One of Rudé's most influential works is The Crowd in History, focusing on 18th and 19th century dissidents and revolutionaries in France and Great Britain. Rudé analyzes the impact and importance of various uprisings between 1730 and 1848. He identifies grain shortages in France and industrialisation in Britain as two recurring catalysts for disturbance. In this work Rudé employs a clear and precise prose style, beginning with specific examples of disturbances in Part 1, and moving on in Part 2 to "a critical analysis of the crowd in its various manifestations". In his introduction Rudé expresses a hope that other historians will be inspired by his new bottoms-up approach to write crowd-centric histories of other eras. He made no secret of his sympathy for the underdog, and this history offers a robust defence of popular uprisings in this period.

In The Crowd in the French Revolution, Rudé examines the historically neglected crowd of the French Revolution. He explains that the Revolution was not only political but more importantly a social upheaval in which the common Frenchmen played a pivotal role in the course and outcome of the Revolution. Most significantly, Rudé analyzes the French crowds in great depth to understand their composition and force on history.

Rudé wrote a broad survey Revolutionary Europe: 1783-1815 in traditional fashion. In it, he portrays France and Europe before, during, and after the French Revolution. He examines the significance of the Revolution in context to the rest of the European world. The broader focus of this work was a shift from his crowd studies, which would resume in his later works.

Rudé's Paris and London in the 18th Century explains the popular protests and revolts of Paris and London during the 18th century. Rudé compares and contrasts the time, place, social, political and economic factors of Paris and London. He examines the pre-industrial stages and the turbulent events that occurred in both European capitals. While this work is not predominately a history from the "bottom up", Rudé does incorporate the impact of each class in Paris and London during the 18th century events.

In Ideology and Popular Protest, Rudé defines the theory behind the ideology of protest beginning with its origins in Marx and Engels. He explains his theory of ideology through various situations in pre-industrial Europe. Rudé also utilizes his explained ideology in the event of the English protests of the 18th and early 19th century and the development of English industrial society, and closing with the possible implications of industry on society.

Rudé, in Debate on Europe: 1815-1850, employs the views and interpretations of other historians to argue the significance of the first half of the 19th century. He examines the rise of national powers, the impacts of the Industrial Revolution, differences of political opinions and the various revolutions throughout Europe during this period. In addition, Rudé inserts his own argument based on the impressive and extraordinary change in Europe during this era as well as inferring at what point this change began.

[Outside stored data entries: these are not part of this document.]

//! Delta stream format
//!
//! A delta is a flat sequence of records with no header or trailer:
//!
//! - MATCH: opcode `1`, then the base block index as a big-endian `u32`
//! - MISMATCH: opcode `0`, a big-endian `u32` length `L`, then `L` literal bytes

use crate::sync::error::{Result, SyncError};
use serde::{Deserialize, Serialize};
use std::fmt;
use std::io::{self, ErrorKind, Read};

/// Opcode of a literal run
pub const MISMATCH: u8 = 0;
/// Opcode of a block reference
pub const MATCH: u8 = 1;

/// Size of an encoded MATCH record
pub const MATCH_RECORD_LEN: usize = 5;
/// Size of a MISMATCH record header, before its payload
pub const MISMATCH_HEADER_LEN: usize = 5;

/// Header of one delta record
#[derive(Debug, Clone, Copy, PartialEq, Eq, Serialize, Deserialize)]
pub enum DeltaRecord {
    /// Copy a block of the base file
    Match { block_index: u32 },
    /// `length` literal bytes follow in the delta stream
    Mismatch { length: u32 },
}

impl DeltaRecord {
    /// Length of the payload that follows this header in the stream
    pub fn payload_len(&self) -> u64 {
        match self {
            DeltaRecord::Match { .. } => 0,
            DeltaRecord::Mismatch { length } => *length as u64,
        }
    }
}

/// Sequential reader of delta record headers
///
/// After a `Mismatch` header the caller must consume the literal payload,
/// through [`DeltaReader::literal`] or [`DeltaReader::skip_literal`], before
/// asking for the next record.
pub struct DeltaReader<R> {
    inner: R,
    offset: u64,
}

impl<R: Read> DeltaReader<R> {
    pub fn new(inner: R) -> Self {
        Self { inner, offset: 0 }
    }

    /// Byte offset of the next unread byte
    pub fn offset(&self) -> u64 {
        self.offset
    }

    /// Read the next record header, or `None` at the end of the stream
    pub fn next_record(&mut self) -> Result<Option<DeltaRecord>> {
        let mut opcode = [0u8; 1];
        loop {
            match self.inner.read(&mut opcode) {
                Ok(0) => return Ok(None),
                Ok(_) => break,
                Err(e) if e.kind() == ErrorKind::Interrupted => {}
                Err(e) => return Err(e.into()),
            }
        }

        let record_offset = self.offset;
        self.offset += 1;

        let mut field = [0u8; 4];
        self.inner.read_exact(&mut field)?;
        self.offset += 4;
        let value = u32::from_be_bytes(field);

        match opcode[0] {
            MATCH => Ok(Some(DeltaRecord::Match { block_index: value })),
            MISMATCH => Ok(Some(DeltaRecord::Mismatch { length: value })),
            other => Err(SyncError::InvalidDelta {
                offset: record_offset,
                opcode: other,
            }),
        }
    }

    /// Reader over the next `length` literal bytes
    pub fn literal(&mut self, length: u32) -> io::Take<&mut R> {
        self.offset += length as u64;
        self.inner.by_ref().take(length as u64)
    }

    /// Discard the next `length` literal bytes
    pub fn skip_literal(&mut self, length: u32) -> Result<()> {
        let skipped = io::copy(&mut self.literal(length), &mut io::sink())?;
        if skipped < length as u64 {
            return Err(truncated_literal(length, skipped).into());
        }
        Ok(())
    }

    pub fn into_inner(self) -> R {
        self.inner
    }
}

pub(crate) fn truncated_literal(expected: u32, actual: u64) -> io::Error {
    io::Error::new(
        ErrorKind::UnexpectedEof,
        format!("literal run truncated: expected {} bytes, got {}", expected, actual),
    )
}

/// Statistics about a delta
///
/// `weak_hits`, `matches` and `source_bytes` are only known while
/// generating; [`DeltaStats::scan`] cannot recover them and leaves them at 0.
#[derive(Debug, Clone, Default, PartialEq, Eq, Serialize, Deserialize)]
pub struct DeltaStats {
    /// Windows whose weak hash had a bucket in the index
    pub weak_hits: u64,
    /// Weak hits confirmed by the strong hash
    pub matches: u64,
    pub match_records: u64,
    pub literal_runs: u64,
    pub literal_bytes: u64,
    pub source_bytes: u64,
    pub delta_bytes: u64,
}

impl DeltaStats {
    /// Recount records of a complete delta stream
    pub fn scan<R: Read>(delta: R) -> Result<Self> {
        let mut reader = DeltaReader::new(delta);
        let mut stats = DeltaStats::default();

        while let Some(record) = reader.next_record()? {
            match record {
                DeltaRecord::Match { .. } => stats.match_records += 1,
                DeltaRecord::Mismatch { length } => {
                    reader.skip_literal(length)?;
                    stats.literal_runs += 1;
                    stats.literal_bytes += length as u64;
                }
            }
        }

        stats.delta_bytes = reader.offset();
        Ok(stats)
    }

    /// Weak-hash hits that the strong hash rejected
    pub fn false_positives(&self) -> u64 {
        self.weak_hits.saturating_sub(self.matches)
    }

    /// Percentage of the source covered by block references
    pub fn match_ratio(&self) -> f64 {
        if self.source_bytes == 0 {
            return 0.0;
        }
        self.source_bytes.saturating_sub(self.literal_bytes) as f64 / self.source_bytes as f64 * 100.0
    }

    /// Bandwidth savings compared to sending the source whole
    pub fn savings_ratio(&self) -> f64 {
        if self.source_bytes == 0 {
            return 0.0;
        }
        (1.0 - self.delta_bytes as f64 / self.source_bytes as f64) * 100.0
    }
}

impl fmt::Display for DeltaStats {
    fn fmt(&self, f: &mut fmt::Formatter<'_>) -> fmt::Result {
        write!(
            f,
            "Delta: {} matched blocks ({:.1}%), {} literal bytes in {} runs, possible {} / found {}, {:.1}% savings",
            self.match_records,
            self.match_ratio(),
            self.literal_bytes,
            self.literal_runs,
            self.weak_hits,
            self.matches,
            self.savings_ratio()
        )
    }
}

Captain Swing: A Social History of the great English Agricultural Uprising of 1830 is an example of George Rudé's focus on history "from below" and his study of common folk. In Captain Swing, Rudé examines the people of the 1830 agricultural uprising and the impacts of these events. The focus of this work is on the crowd and its history, revealing a historical interpretation of history from the "bottom up."